Work order:
In the records below, find each line holding the word "highlighting" and copy it.

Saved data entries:
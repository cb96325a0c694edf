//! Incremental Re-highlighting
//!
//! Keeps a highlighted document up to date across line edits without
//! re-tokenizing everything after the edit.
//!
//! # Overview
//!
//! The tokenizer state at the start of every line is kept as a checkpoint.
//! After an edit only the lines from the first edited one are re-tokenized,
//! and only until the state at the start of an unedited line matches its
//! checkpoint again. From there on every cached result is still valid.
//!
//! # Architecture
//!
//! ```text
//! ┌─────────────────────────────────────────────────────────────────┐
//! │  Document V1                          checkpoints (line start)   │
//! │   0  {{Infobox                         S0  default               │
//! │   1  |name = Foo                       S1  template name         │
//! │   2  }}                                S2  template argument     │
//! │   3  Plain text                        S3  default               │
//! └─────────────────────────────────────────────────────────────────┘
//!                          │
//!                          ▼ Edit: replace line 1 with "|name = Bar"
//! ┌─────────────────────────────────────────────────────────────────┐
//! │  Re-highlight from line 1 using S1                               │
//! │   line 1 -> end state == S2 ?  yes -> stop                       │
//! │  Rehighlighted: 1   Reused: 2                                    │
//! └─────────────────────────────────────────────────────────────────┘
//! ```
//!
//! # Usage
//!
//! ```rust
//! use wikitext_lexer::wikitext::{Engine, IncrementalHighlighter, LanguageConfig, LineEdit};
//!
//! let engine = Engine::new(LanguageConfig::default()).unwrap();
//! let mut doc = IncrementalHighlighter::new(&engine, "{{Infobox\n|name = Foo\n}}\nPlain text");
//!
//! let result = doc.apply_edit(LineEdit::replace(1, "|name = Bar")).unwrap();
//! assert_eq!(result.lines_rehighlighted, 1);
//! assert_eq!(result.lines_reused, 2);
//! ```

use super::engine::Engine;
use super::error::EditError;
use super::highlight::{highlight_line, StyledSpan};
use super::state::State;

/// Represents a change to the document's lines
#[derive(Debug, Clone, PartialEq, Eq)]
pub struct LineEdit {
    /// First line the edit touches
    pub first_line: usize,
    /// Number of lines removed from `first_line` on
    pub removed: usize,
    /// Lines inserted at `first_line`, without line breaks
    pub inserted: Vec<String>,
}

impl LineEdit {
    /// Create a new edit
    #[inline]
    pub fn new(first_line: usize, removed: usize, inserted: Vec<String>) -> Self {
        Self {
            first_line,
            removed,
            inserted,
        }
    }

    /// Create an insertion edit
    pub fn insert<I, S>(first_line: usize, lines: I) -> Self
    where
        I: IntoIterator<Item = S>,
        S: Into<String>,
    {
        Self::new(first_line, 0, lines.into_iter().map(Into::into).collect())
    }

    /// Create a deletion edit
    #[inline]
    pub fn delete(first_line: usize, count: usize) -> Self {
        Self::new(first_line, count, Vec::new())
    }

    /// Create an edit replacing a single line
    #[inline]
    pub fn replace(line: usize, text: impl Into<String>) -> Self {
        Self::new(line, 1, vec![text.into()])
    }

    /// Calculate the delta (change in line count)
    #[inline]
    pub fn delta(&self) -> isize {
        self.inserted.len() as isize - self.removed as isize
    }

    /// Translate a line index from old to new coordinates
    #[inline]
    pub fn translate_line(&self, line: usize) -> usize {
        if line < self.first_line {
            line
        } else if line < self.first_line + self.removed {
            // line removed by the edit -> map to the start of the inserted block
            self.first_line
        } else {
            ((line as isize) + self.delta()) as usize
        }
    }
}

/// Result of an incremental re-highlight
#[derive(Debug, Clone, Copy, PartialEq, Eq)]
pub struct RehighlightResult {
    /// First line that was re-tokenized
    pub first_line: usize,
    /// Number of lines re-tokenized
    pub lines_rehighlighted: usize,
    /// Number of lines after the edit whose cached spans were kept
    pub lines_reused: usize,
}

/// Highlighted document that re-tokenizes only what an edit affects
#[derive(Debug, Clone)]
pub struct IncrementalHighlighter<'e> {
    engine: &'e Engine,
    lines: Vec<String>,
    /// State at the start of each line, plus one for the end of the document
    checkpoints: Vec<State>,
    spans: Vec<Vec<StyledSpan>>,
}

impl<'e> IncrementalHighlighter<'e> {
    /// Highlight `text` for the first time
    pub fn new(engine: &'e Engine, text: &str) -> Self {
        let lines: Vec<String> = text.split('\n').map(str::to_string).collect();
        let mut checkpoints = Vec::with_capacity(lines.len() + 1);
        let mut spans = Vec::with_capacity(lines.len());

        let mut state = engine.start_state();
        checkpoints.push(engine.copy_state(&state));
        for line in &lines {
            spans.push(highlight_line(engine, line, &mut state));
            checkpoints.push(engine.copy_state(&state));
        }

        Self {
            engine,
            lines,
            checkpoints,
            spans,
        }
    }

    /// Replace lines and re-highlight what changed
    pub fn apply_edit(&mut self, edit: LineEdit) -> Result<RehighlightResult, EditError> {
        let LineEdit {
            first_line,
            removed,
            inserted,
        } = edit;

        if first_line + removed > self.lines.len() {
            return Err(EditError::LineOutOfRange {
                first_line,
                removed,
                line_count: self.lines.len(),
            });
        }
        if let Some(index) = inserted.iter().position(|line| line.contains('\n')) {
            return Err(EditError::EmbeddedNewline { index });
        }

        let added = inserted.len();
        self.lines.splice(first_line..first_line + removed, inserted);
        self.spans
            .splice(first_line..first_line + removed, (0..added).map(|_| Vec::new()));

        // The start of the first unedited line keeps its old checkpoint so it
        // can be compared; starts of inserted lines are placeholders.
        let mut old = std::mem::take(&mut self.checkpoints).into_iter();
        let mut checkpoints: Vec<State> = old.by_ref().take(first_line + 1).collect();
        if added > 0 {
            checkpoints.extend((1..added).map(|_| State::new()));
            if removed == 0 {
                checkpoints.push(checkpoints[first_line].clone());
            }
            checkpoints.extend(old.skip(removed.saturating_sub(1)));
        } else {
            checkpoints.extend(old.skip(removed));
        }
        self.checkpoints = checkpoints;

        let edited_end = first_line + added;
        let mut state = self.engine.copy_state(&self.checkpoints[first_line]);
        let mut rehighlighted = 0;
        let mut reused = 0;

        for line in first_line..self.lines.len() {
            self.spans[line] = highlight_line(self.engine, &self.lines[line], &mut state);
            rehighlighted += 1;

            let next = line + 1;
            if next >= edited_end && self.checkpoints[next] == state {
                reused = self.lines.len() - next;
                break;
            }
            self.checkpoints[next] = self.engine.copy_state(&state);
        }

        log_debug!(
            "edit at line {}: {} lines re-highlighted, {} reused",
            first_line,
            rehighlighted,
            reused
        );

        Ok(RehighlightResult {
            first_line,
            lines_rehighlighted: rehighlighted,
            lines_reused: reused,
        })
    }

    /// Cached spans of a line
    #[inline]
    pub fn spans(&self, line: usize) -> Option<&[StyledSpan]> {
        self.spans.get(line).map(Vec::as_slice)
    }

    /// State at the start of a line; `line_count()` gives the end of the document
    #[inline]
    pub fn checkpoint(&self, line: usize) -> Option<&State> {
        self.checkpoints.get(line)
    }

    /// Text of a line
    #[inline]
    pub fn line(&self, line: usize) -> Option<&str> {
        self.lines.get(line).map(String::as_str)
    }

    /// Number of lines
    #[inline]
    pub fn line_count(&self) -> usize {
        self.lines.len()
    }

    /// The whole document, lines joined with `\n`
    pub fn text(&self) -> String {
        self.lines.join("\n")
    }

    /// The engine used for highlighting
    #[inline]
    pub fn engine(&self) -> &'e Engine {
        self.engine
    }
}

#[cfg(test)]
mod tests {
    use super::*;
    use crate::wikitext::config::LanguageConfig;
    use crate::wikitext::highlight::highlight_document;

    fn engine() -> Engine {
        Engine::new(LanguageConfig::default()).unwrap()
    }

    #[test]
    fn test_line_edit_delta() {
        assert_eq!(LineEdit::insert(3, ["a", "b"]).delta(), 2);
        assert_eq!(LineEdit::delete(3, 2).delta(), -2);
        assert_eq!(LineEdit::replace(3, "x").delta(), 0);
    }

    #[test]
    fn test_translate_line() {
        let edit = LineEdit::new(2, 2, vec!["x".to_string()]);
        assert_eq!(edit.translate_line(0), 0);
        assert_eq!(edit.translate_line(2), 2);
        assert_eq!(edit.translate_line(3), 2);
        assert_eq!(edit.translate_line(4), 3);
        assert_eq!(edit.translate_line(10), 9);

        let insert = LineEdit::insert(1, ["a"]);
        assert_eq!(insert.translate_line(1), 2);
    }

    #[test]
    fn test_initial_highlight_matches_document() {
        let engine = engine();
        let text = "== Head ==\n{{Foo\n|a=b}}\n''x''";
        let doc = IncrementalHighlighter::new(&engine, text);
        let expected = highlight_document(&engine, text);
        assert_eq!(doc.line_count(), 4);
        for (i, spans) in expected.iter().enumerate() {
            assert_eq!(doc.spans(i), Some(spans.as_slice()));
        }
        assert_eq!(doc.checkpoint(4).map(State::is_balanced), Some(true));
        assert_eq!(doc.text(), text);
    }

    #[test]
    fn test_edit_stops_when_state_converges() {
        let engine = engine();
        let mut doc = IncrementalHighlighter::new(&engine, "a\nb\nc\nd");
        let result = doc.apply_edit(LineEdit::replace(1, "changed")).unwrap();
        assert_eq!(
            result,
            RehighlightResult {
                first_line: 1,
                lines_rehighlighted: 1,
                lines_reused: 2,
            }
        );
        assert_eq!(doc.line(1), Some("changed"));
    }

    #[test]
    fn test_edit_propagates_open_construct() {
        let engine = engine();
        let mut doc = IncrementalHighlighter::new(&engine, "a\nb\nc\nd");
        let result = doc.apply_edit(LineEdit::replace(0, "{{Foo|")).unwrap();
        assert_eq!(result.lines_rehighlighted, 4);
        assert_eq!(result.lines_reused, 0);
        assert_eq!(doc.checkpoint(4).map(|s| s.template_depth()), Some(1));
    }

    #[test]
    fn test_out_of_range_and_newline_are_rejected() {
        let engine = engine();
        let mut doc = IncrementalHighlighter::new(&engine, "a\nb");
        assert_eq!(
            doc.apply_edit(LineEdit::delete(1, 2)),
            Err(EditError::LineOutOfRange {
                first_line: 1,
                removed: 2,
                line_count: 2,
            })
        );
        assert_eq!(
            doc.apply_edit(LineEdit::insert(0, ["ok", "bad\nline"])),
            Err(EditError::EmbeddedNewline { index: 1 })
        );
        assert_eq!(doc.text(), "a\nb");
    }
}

Task result:
//! Incremental Re-highlighting
    /// The engine used for highlighting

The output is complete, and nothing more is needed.